Flexible Annuity Case Study 1

Scenario:

Paul is 75 years old and divorced with two non-financially dependant children. Paul’s assets are his main residence valued at £500,000 and a further £500,000 invested in stocks and shares through ISAs, a general investment account, and an investment bond. Paul has a £70,000 per annum guaranteed pension which more than adequately covers his £30,000 annual expenditure requirements.

Paul’s main objective is that whilst he did not currently require income from his investments, he wanted to ensure that should his circumstances change, any income received from his investments would be received tax-efficiently. Paul’s secondary objective was to ensure that on death he could pass the investments on to his children tax efficiently.
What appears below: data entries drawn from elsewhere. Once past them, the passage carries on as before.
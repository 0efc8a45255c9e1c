#![no_std]

/*! Conversion between serial MIDI bytes and 4-byte USB-MIDI event packets.
  *
  * A packet is `[cable << 4 | code_index, byte0, byte1, byte2]`. The code index
  * number (the low nibble of the first byte) decides how many of the three data
  * bytes carry MIDI data, see [`payload_length`]. */

/** Number of meaningful data bytes, indexed by the packet's code index number.
  *
  * Channel voice packets (0x8..=0xE) expose their status and first data byte to
  * the byte stream; only SysEx and system common packets are forwarded in full. */
pub const PAYLOAD_LENGTH: [u8; 16] = [0, 0, 2, 3, 3, 1, 2, 3, 2, 2, 2, 2, 2, 2, 2, 1];

pub const CIN_SYSTEM_COMMON_2: u8 = 0x2;
pub const CIN_SYSTEM_COMMON_3: u8 = 0x3;
pub const CIN_SYSEX_CONTINUE: u8 = 0x4;
pub const CIN_SYSEX_END_1: u8 = 0x5;
pub const CIN_SYSEX_END_2: u8 = 0x6;
pub const CIN_SYSEX_END_3: u8 = 0x7;
pub const CIN_SINGLE_BYTE: u8 = 0xF;

pub fn is_realtime(byte: u8) -> bool {
	return byte & 0xF8 == 0xF8;
}
fn is_system_common(byte: u8) -> bool {
	return byte & 0xF8 == 0xF0 && byte != 0xF0;
}
fn is_start_of_sysex(byte: u8) -> bool {
	return byte == 0xF0;
}
fn is_channel(byte: u8) -> bool {
	return is_status(byte) && byte & 0xF0 != 0xF0;
}
pub fn is_status(byte: u8) -> bool {
	return byte & 0x80 != 0;
}

/** Total length of a message (status included) started by `status`. */
fn message_length(status: u8) -> u8 {
	match status {
		0x80..=0xBF | 0xE0..=0xEF => 3,
		0xC0..=0xDF => 2,
		0xF0 => 3, // sysex is chopped into 3 byte chunks
		0xF1 | 0xF3 => 2,
		0xF2 | 0xF4 | 0xF5 => 3, // F4 and F5 are undefined, treat them like song position
		_ => 1,
	}
}

fn code_index(status: u8, datalen: u8, sysex_ends: bool) -> Option<u8> {
	if is_start_of_sysex(status) {
		match (sysex_ends, datalen) {
			(true, 1) => Some(CIN_SYSEX_END_1),
			(true, 2) => Some(CIN_SYSEX_END_2),
			(true, 3) => Some(CIN_SYSEX_END_3),
			(false, 3) => Some(CIN_SYSEX_CONTINUE),
			_ => None
		}
	}
	else if is_system_common(status) {
		match datalen {
			1 => Some(CIN_SYSEX_END_1),
			2 => Some(CIN_SYSTEM_COMMON_2),
			3 => Some(CIN_SYSTEM_COMMON_3),
			_ => None
		}
	}
	else if is_realtime(status) {
		Some(CIN_SINGLE_BYTE)
	}
	else if is_channel(status) {
		Some(status >> 4)
	}
	else {
		None
	}
}

/** Number of data bytes carried by a packet whose first byte is `firstbyte`. */
pub fn payload_length(firstbyte: u8) -> u8 {
	return PAYLOAD_LENGTH[(firstbyte & 0x0F) as usize];
}

/** A virtual MIDI port multiplexed over one USB endpoint (0..=15). */
#[derive(Clone, Copy, PartialEq, Eq, Debug, Default, PartialOrd, Ord, Hash)]
pub struct Cable(u8);

impl Cable {
	pub const COUNT: usize = 16;

	/** Only the low nibble is kept. */
	pub const fn new(index: u8) -> Cable {
		Cable(index & 0x0F)
	}

	pub const fn index(&self) -> u8 {
		self.0
	}
}

#[derive(Clone, Copy, PartialEq, Eq, Debug, Default)]
pub struct UsbMidiPacket([u8; 4]);

impl UsbMidiPacket {
	pub const fn from_bytes(bytes: [u8; 4]) -> UsbMidiPacket {
		UsbMidiPacket(bytes)
	}

	pub fn new(cable: Cable, code_index: u8, data: [u8; 3]) -> UsbMidiPacket {
		UsbMidiPacket([(cable.index() << 4) | (code_index & 0x0F), data[0], data[1], data[2]])
	}

	/** A single byte packet, as used for realtime messages. */
	pub fn single_byte(cable: Cable, byte: u8) -> UsbMidiPacket {
		UsbMidiPacket::new(cable, CIN_SINGLE_BYTE, [byte, 0, 0])
	}

	/** The packet as one 32 bit word, byte 0 being the least significant one. */
	pub fn from_u32(word: u32) -> UsbMidiPacket {
		UsbMidiPacket(word.to_le_bytes())
	}

	pub fn to_u32(&self) -> u32 {
		u32::from_le_bytes(self.0)
	}

	pub fn cable(&self) -> Cable {
		Cable::new(self.0[0] >> 4)
	}

	pub fn with_cable(mut self, cable: Cable) -> UsbMidiPacket {
		self.0[0] = (cable.index() << 4) | (self.0[0] & 0x0F);
		self
	}

	pub fn code_index(&self) -> u8 {
		self.0[0] & 0x0F
	}

	pub fn bytes(&self) -> [u8; 4] {
		self.0
	}

	pub fn data(&self) -> [u8; 3] {
		[self.0[1], self.0[2], self.0[3]]
	}

	/** The valid data bytes, in stream order. */
	pub fn payload(&self) -> &[u8] {
		&self.0[1..1 + payload_length(self.0[0]) as usize]
	}

	pub fn is_realtime(&self) -> bool {
		self.code_index() == CIN_SINGLE_BYTE && is_realtime(self.0[1])
	}

	pub fn is_sysex(&self) -> bool {
		match self.code_index() {
			CIN_SYSEX_CONTINUE | CIN_SYSEX_END_2 | CIN_SYSEX_END_3 => true,
			CIN_SYSEX_END_1 => self.0[1] == 0xF7,
			_ => false
		}
	}
}

impl From<[u8; 4]> for UsbMidiPacket {
	fn from(bytes: [u8; 4]) -> UsbMidiPacket {
		UsbMidiPacket(bytes)
	}
}

impl From<UsbMidiPacket> for [u8; 4] {
	fn from(packet: UsbMidiPacket) -> [u8; 4] {
		packet.0
	}
}

/** Turns a serial MIDI byte stream into USB-MIDI packets for one cable.
  *
  * Handles running status, SysEx chunking (start/continue packets of three bytes,
  * end packets of one to three) and realtime bytes, which are passed through
  * immediately without disturbing a message in progress. */
pub struct UsbPacketizer {
	cable: Cable,
	status: u8,
	data: [u8; 3],
	datalen: u8
}

impl Default for UsbPacketizer {
	fn default() -> UsbPacketizer {
		UsbPacketizer::new(Cable::new(0))
	}
}

impl UsbPacketizer {
	pub fn new(cable: Cable) -> UsbPacketizer {
		UsbPacketizer {
			cable,
			status: 0,
			data: [0; 3],
			datalen: 0
		}
	}

	pub fn cable(&self) -> Cable {
		self.cable
	}

	/** Forgets any partially collected message. */
	pub fn reset(&mut self) {
		self.status = 0;
		self.data = [0; 3];
		self.datalen = 0;
	}

	fn packet(&self, code_index: u8) -> UsbMidiPacket {
		UsbMidiPacket::new(self.cable, code_index, self.data)
	}

	pub fn push(&mut self, byte: u8) -> Option<UsbMidiPacket> {
		let mut result = None;

		if is_status(byte) {
			if is_realtime(byte) {
				return Some(UsbMidiPacket::single_byte(self.cable, byte));
			}
			if byte == 0xF6 { // tune request stands alone and does not end a sysex
				return Some(UsbMidiPacket::new(self.cable, CIN_SYSEX_END_1, [byte, 0, 0]));
			}

			if self.status == 0xF0 { // a sysex has ended
				// insert end-of-sysex, regardless of whether this was an EOX or a different status byte
				self.data[self.datalen as usize] = 0xF7;
				self.datalen += 1;
				result = code_index(0xF0, self.datalen, true).map(|cin| self.packet(cin));
			}

			self.status = byte;
			self.data = [byte, 0, 0];
			self.datalen = 1;

			if byte == 0xF7 { // "end-of-sysex" is not a valid running status
				self.reset();
				return result;
			}
		}
		else {
			if self.status == 0 { // no status seen yet
				return None;
			}
			if self.datalen == 0 && self.status != 0xF0 { // running status
				self.data[0] = self.status;
				self.datalen = 1;
			}
			self.data[self.datalen as usize] = byte;
			self.datalen += 1;
		}

		if self.datalen >= message_length(self.status) {
			result = code_index(self.status, self.datalen, false).map(|cin| self.packet(cin));
			self.datalen = 0;
			self.data = [0; 3];
			if !is_channel(self.status) && self.status != 0xF0 {
				self.status = 0; // system common messages do not establish running status
			}
		}
		return result;
	}
}
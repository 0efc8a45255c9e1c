use crate::transport::RxHook;
use core::sync::atomic::AtomicU16;
use core::sync::atomic::Ordering::Relaxed;
use heapless::spsc::{Consumer, Producer, Queue};
use parse_midi::{Cable, UsbMidiPacket};

/** Diverts received packets of selected cables into a separate queue.
  *
  * The producer half is the transport's RX hook and runs in interrupt context; the
  * consumer half belongs to whatever task parses those cables (typically SysEx). */
pub struct CableFilterQueue<const N: usize> {
	queue: Queue<UsbMidiPacket, N>,
	filter: AtomicU16
}

impl<const N: usize> CableFilterQueue<N> {
	/** Bit `n` of `filter_mask` selects cable `n`. */
	pub const fn new(filter_mask: u16) -> CableFilterQueue<N> {
		CableFilterQueue {
			queue: Queue::new(),
			filter: AtomicU16::new(filter_mask)
		}
	}

	pub fn split(&mut self) -> (CableFilterProducer<N>, CableFilterConsumer<N>) {
		let (producer, consumer) = self.queue.split();

		let producer = CableFilterProducer { producer, filter: &self.filter };
		let consumer = CableFilterConsumer { consumer, filter: &self.filter };

		(producer, consumer)
	}
}

pub struct CableFilterConsumer<'a, const N: usize> {
	consumer: Consumer<'a, UsbMidiPacket, N>,
	filter: &'a AtomicU16
}

pub struct CableFilterProducer<'a, const N: usize> {
	producer: Producer<'a, UsbMidiPacket, N>,
	filter: &'a AtomicU16
}

impl<const N: usize> CableFilterProducer<'_, N> {
	pub fn selects(&self, cable: Cable) -> bool {
		self.filter.load(Relaxed) & (1 << cable.index()) != 0
	}
}

impl<const N: usize> RxHook for CableFilterProducer<'_, N> {
	/** Selected packets are claimed as long as there is room; on overflow they fall
	  * through to the transport's own RX ring. */
	fn claim(&mut self, packet: UsbMidiPacket) -> bool {
		if !self.selects(packet.cable()) {
			return false;
		}
		self.producer.enqueue(packet).is_ok()
	}
}

impl<const N: usize> CableFilterConsumer<'_, N> {
	pub fn dequeue(&mut self) -> Option<UsbMidiPacket> {
		self.consumer.dequeue()
	}

	pub fn set_filter(&mut self, filter_mask: u16) {
		self.filter.store(filter_mask, Relaxed);
	}

	pub fn filter(&self) -> u16 {
		self.filter.load(Relaxed)
	}
}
Paul has investigated gifting the investments to his children, but he was concerned about losing control of the funds and the seven-year wait before the investments fell completely outside of his estate for inheritance tax purposes. He also investigated investing in Business Relief (BR) assets to obtain Inheritance Tax (IHT) relief after the two-year waiting period however, as a risk averse investor, Paul could not accept the high risk inherent in these types of investments.

Recommended Solution:

We advised that Paul should encash his existing investments. The ISAs were encashed in full without any tax liability. The investment accounts and the bond were encashed over a period of time which straddled two tax years so as to make full use of Paul’s annual Capital Gains Tax (CGT) allowance for both years and the Top slicing facility to reduce the Income tax liability within the bond investment.

We advised that the encashed funds be used to purchase a Flexible Annuity which provides tax efficient income and is IHT free through obtaining BR after holding the annuity for two years. The BR the annuity benefits from is not reliant on investing in High Risk AIM listed investments required of traditional BR investments. This meant that Paul invested the funds in the annuity into a portfolio that matched his risk averse profile and provided the tax efficiency he required.

Benefits:

  • Income available from Annuity was £32,500 pa of which £29,055 was income tax free. An annual tax saving of £11,622 at Paul’s marginal income tax rate of 40%.
  • Income was deferred and can be drawn when required.
  • The deferred tax-free income is rolled up on a year on year basis when not drawn which can be then be drawn tax free in later years.
  • The value of the annuity can be passed on to Paul’s children free of IHT.
  • If Paul survives the two-year wating period, the Inheritance tax savings are £200,000 at current values.
  • Paul retained complete control of the funds and invested then into a risk averse portfolio of his choosing.